South China Morning Post

time21-07-2025

  • Business
  • South China Morning Post

China's plan to boost drug coverage by commercial insurers no ‘magic wand', analysts say

Beijing's plan to publish China's first list of innovative drugs eligible for coverage by commercial health insurance will draw keen interest from pharmaceutical companies, but is not a 'magic wand', as insurers lack sufficient incentives to provide the coverage, analysts said. The National Healthcare Security Administration, in charge of the state-run basic healthcare insurance scheme, said in a policy document on July 1 that it would publish the list this year, primarily including drugs that were not covered by state insurance but were highly innovative and provided clear improvements in medical outcomes. The list would be a 'major attempt to better meet the public's multi-level and diverse drugs demand', said Huang Xinyu, head of the administration's medical services management department, on July 11, as reported by Xinhua.

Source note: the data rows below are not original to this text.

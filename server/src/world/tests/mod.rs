mod element;
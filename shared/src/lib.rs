//! # Meridian Shared
//! Common functionality shared between the meridian world server and clients:
//! keyed storage, key generation, tick types, transform math, and the dynamic
//! value type used by element data bags.

#![deny(trivial_numeric_casts, unstable_features, unused_import_braces)]

mod bigmap;
mod key_generator;
mod math;
mod types;
mod value;

pub use bigmap::{BigMap, BigMapKey};
pub use key_generator::KeyGenerator;
pub use math::{resolve_attachment, Transform};
pub use types::Tick;
pub use value::{is_valid_data_key, Value, MAX_DATA_KEY_LEN};
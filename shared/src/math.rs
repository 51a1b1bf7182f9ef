use glam::{EulerRot, Quat, Vec3};

/// Spatial state of an element: position, rotation (degrees, applied in
/// Z-Y-X order), velocity and angular velocity.
#[derive(Clone, Copy, Debug, PartialEq)]
pub struct Transform {
    pub position: Vec3,
    pub rotation: Vec3,
    pub velocity: Vec3,
    pub angular_velocity: Vec3,
}

impl Transform {
    pub fn at(position: Vec3) -> Self {
        Self {
            position,
            ..Self::default()
        }
    }

    /// Rotation as a quaternion, Z-Y-X euler order, degrees in, radians
    /// applied.
    pub fn rotation_quat(&self) -> Quat {
        Quat::from_euler(
            EulerRot::ZYX,
            self.rotation.z.to_radians(),
            self.rotation.y.to_radians(),
            self.rotation.x.to_radians(),
        )
    }
}

impl Default for Transform {
    fn default() -> Self {
        Self {
            position: Vec3::ZERO,
            rotation: Vec3::ZERO,
            velocity: Vec3::ZERO,
            angular_velocity: Vec3::ZERO,
        }
    }
}

/// Resolve the world-space transform of an attached element.
///
/// Offsets are interpreted in the object space of the attachment target, not
/// world space: the positional offset is rotated by the target's orientation
/// before being added to the target's position. Velocity follows the target
/// so attached elements track its movement exactly.
pub fn resolve_attachment(target: &Transform, pos_offset: Vec3, rot_offset: Vec3) -> Transform {
    Transform {
        position: target.position + target.rotation_quat() * pos_offset,
        rotation: target.rotation + rot_offset,
        velocity: target.velocity,
        angular_velocity: target.angular_velocity,
    }
}
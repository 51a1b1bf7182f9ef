use std::net::SocketAddr;

use glam::Vec3;

use meridian_server::{
    ConnectEvent, DisconnectEvent, ElementKind, Server, ServerConfig, SyncerChangeEvent,
    SyncerChoice, SyncerState, WorldError,
};

fn server() -> Server {
    Server::new(ServerConfig::default())
}

fn addr(port: u16) -> SocketAddr {
    SocketAddr::from(([127, 0, 0, 1], port))
}

#[test]
fn connecting_creates_a_player_element_and_disconnecting_removes_it() {
    let mut server = server();

    let bob = server.connect_user("bob", addr(4000));
    let element = server.user(&bob).element();
    assert!(server.element_exists(&element));
    assert_eq!(server.element(&element).id(), "bob");
    assert_eq!(server.element(&element).user(), Some(bob));

    let mut events = server.advance_tick();
    assert_eq!(events.read::<ConnectEvent>().collect::<Vec<_>>(), vec![bob]);

    assert!(server.disconnect_user(&bob));
    assert!(!server.element_exists(&element));
    assert!(!server.user_exists(&bob));

    let mut events = server.advance_tick();
    assert_eq!(
        events.read::<DisconnectEvent>().collect::<Vec<_>>(),
        vec![bob]
    );
}

#[test]
fn range_pass_assigns_the_nearest_player_in_range() {
    let mut server = server();
    let root = server.root();

    let bob = server.connect_user("bob", addr(4000));
    let alice = server.connect_user("alice", addr(4001));
    let vehicle = server
        .spawn_element(ElementKind::Vehicle, "taxi", &root)
        .unwrap();

    let bob_element = server.user(&bob).element();
    let alice_element = server.user(&alice).element();
    server
        .element_mut(&bob_element)
        .set_position(Vec3::new(30.0, 0.0, 0.0));
    server
        .element_mut(&alice_element)
        .set_position(Vec3::new(120.0, 0.0, 0.0));

    server.advance_tick();
    assert_eq!(server.element_syncer(&vehicle), Some(bob));

    // bob drives off; alice is still within vehicle range
    server
        .element_mut(&bob_element)
        .set_position(Vec3::new(500.0, 0.0, 0.0));
    let mut events = server.advance_tick();
    assert_eq!(server.element_syncer(&vehicle), Some(alice));
    let changes: Vec<_> = events.read::<SyncerChangeEvent>().collect();
    assert_eq!(changes, vec![(vehicle, SyncerState::Auto(alice))]);

    // everyone out of range
    server
        .element_mut(&alice_element)
        .set_position(Vec3::new(500.0, 500.0, 0.0));
    server.advance_tick();
    assert_eq!(server.element_syncer(&vehicle), None);
}

#[test]
fn explicit_assignment_needs_a_live_user_and_a_syncable_element() {
    let mut server = server();
    let root = server.root();

    let bob = server.connect_user("bob", addr(4000));
    let vehicle = server
        .spawn_element(ElementKind::Vehicle, "taxi", &root)
        .unwrap();
    let marker = server
        .spawn_element(ElementKind::Marker, "beacon", &root)
        .unwrap();

    assert_eq!(
        server.set_element_syncer(&marker, SyncerChoice::User(bob)),
        Err(WorldError::NotSyncable)
    );

    server.disconnect_user(&bob);
    assert_eq!(
        server.set_element_syncer(&vehicle, SyncerChoice::User(bob)),
        Err(WorldError::NoSuchUser)
    );
}

#[test]
fn pinned_vehicle_is_skipped_by_the_range_pass() {
    let mut server = server();
    let root = server.root();

    let bob = server.connect_user("bob", addr(4000));
    let vehicle = server
        .spawn_element(ElementKind::Vehicle, "taxi", &root)
        .unwrap();
    let bob_element = server.user(&bob).element();
    server
        .element_mut(&bob_element)
        .set_position(Vec3::new(10.0, 0.0, 0.0));

    server
        .set_element_syncer(&vehicle, SyncerChoice::None)
        .unwrap();
    server.advance_tick();

    assert_eq!(server.element_syncer(&vehicle), None);
    assert_eq!(
        server.element_syncer_state(&vehicle),
        Some(SyncerState::Unassigned { pinned: true })
    );
}

#[test]
fn last_player_out_of_a_vehicle_becomes_its_syncer() {
    let mut server = server();
    let root = server.root();

    let bob = server.connect_user("bob", addr(4000));
    let alice = server.connect_user("alice", addr(4001));
    let vehicle = server
        .spawn_element(ElementKind::Vehicle, "taxi", &root)
        .unwrap();
    let bob_element = server.user(&bob).element();

    server
        .set_element_syncer(&vehicle, SyncerChoice::User(alice))
        .unwrap();

    server
        .warp_ped_into_vehicle(&bob_element, &vehicle, 0)
        .unwrap();
    server.remove_ped_from_vehicle(&bob_element).unwrap();

    // the occupant override beats the explicit assignment
    assert_eq!(
        server.element_syncer_state(&vehicle),
        Some(SyncerState::Auto(bob))
    );
}

#[test]
fn disconnecting_a_syncer_releases_their_elements() {
    let mut server = server();
    let root = server.root();

    let bob = server.connect_user("bob", addr(4000));
    let vehicle = server
        .spawn_element(ElementKind::Vehicle, "taxi", &root)
        .unwrap();
    server
        .set_element_syncer(&vehicle, SyncerChoice::User(bob))
        .unwrap();

    server.disconnect_user(&bob);

    assert_eq!(server.element_syncer(&vehicle), None);
    assert_eq!(
        server.element_syncer_state(&vehicle),
        Some(SyncerState::Unassigned { pinned: false })
    );
}

#[test]
fn seat_warp_evicts_the_previous_occupant() {
    let mut server = server();
    let root = server.root();

    let bob = server.connect_user("bob", addr(4000));
    let alice = server.connect_user("alice", addr(4001));
    let vehicle = server
        .spawn_element(ElementKind::Vehicle, "taxi", &root)
        .unwrap();
    let bob_element = server.user(&bob).element();
    let alice_element = server.user(&alice).element();

    server
        .warp_ped_into_vehicle(&bob_element, &vehicle, 0)
        .unwrap();
    server
        .warp_ped_into_vehicle(&alice_element, &vehicle, 0)
        .unwrap();

    // alice holds the seat now; bob is back on foot
    assert!(server
        .remove_ped_from_vehicle(&bob_element)
        .is_err());
    assert!(server.remove_ped_from_vehicle(&alice_element).is_ok());
}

Both domestic and multinational drug developers will likely be drawn to the initiative, but the same cannot be said of insurers, said Webster Guo, principal at L.E.K. Consulting's China healthcare practice. 'There's likely no harm for drug companies to apply [to have their products included],' he said. 'If you are lagging behind your competitors, the downside could be significant.' But the situation presented an 'impossible triangle' for insurers, who would struggle to devise products that would achieve national coverage while providing sufficient reimbursement levels at a price that people were willing to pay, he said, because the source of funding was 'not solved'. Commercial health-insurance payouts of 383.8 billion yuan (US$53.5 billion) in 2023 covered only 6.8 per cent of total direct healthcare costs, while state basic health insurance covered 49.7 per cent and patients paid for 43.5 per cent themselves, according to the Shanghai Insurance Association.